Required work
Determine how many lines in the listing contain the string "Context". Only that number goes in the answer.

Supplied data
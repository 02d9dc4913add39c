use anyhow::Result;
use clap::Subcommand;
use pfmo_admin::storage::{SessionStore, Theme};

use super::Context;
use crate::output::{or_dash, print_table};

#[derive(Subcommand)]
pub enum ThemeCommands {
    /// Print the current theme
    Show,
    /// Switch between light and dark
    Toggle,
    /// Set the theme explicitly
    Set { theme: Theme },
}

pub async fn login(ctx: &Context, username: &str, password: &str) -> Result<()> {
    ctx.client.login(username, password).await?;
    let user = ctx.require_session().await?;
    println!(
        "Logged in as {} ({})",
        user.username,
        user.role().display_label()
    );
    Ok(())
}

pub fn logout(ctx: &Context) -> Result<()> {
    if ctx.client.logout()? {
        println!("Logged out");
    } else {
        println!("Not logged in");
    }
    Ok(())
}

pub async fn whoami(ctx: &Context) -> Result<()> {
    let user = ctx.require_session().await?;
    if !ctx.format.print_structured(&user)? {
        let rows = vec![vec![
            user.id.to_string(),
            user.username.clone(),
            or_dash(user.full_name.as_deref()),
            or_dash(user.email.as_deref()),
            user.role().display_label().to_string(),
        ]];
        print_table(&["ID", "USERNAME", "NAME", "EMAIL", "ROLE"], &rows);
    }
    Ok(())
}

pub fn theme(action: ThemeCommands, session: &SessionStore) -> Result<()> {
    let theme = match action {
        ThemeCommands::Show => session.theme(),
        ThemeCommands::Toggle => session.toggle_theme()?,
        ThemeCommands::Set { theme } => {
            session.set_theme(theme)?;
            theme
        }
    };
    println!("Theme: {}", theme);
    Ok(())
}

Response box
4